Word for word, print the entries that follow.

-------- Data --------

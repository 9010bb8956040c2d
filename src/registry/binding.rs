//! Resolved variable bindings of one model instance.

use crate::host::HostModel;
use crate::resolver::{BindingKind, HostTarget};

/// Host report variable feeding an external model input.
#[derive(Debug, Clone, PartialEq)]
pub struct InputBinding {
    /// Key of the host report variable.
    pub key: String,
    /// Name of the host report variable.
    pub name: String,
    /// Input variable name inside the external model.
    pub external_name: String,
    /// Resolved host report-variable handle.
    pub output: usize,
    pub value_reference: u32,
    /// Last value read from the host.
    pub value: f64,
}

impl InputBinding {
    /// Reads the current host value into the binding.
    pub fn read(&mut self, host: &dyn HostModel) {
        self.value = host.output_value(self.output);
    }
}

/// External model output delivered to a host entity.
#[derive(Debug, Clone, PartialEq)]
pub struct OutputBinding {
    /// Output variable name inside the external model.
    pub external_name: String,
    /// Name of the host schedule, variable or actuator.
    pub host_name: String,
    pub target: HostTarget,
    pub value_reference: u32,
    /// Last value received from the external model.
    pub value: f64,
}

impl OutputBinding {
    pub fn kind(&self) -> BindingKind {
        self.target.kind()
    }

    /// Writes the last received value into the host.
    pub fn apply(&self, host: &mut dyn HostModel) {
        self.target.apply(host, self.value);
    }
}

--------

Completed exercise |
repository 9010bb8956040c2d
filename src/registry/binding.rs
//! Resolved variable bindings of one model instance.

use crate::host::HostModel;
use crate::resolver::{BindingKind, HostTarget};

/// Host report variable feeding an external model input.
#[derive(Debug, Clone, PartialEq)]
pub struct InputBinding {
    /// Key of the host report variable.
    pub key: String,
    /// Name of the host report variable.
    pub name: String,
    /// Input variable name inside the external model.
    pub external_name: String,
    /// Resolved host report-variable handle.
    pub output: usize,
    pub value_reference: u32,
    /// Last value read from the host.
    pub value: f64,
}

impl InputBinding {
    /// Reads the current host value into the binding.
    pub fn read(&mut self, host: &dyn HostModel) {
        self.value = host.output_value(self.output);
    }
}

/// External model output delivered to a host entity.
#[derive(Debug, Clone, PartialEq)]
pub struct OutputBinding {
    /// Output variable name inside the external model.
    pub external_name: String,
    /// Name of the host schedule, variable or actuator.
    pub host_name: String,
    pub target: HostTarget,
    pub value_reference: u32,
    /// Last value received from the external model.
    pub value: f64,
}

impl OutputBinding {
    pub fn kind(&self) -> BindingKind {
        self.target.kind()
    }

    /// Writes the last received value into the host.
    pub fn apply(&self, host: &mut dyn HostModel) {
        self.target.apply(host, self.value);
    }
}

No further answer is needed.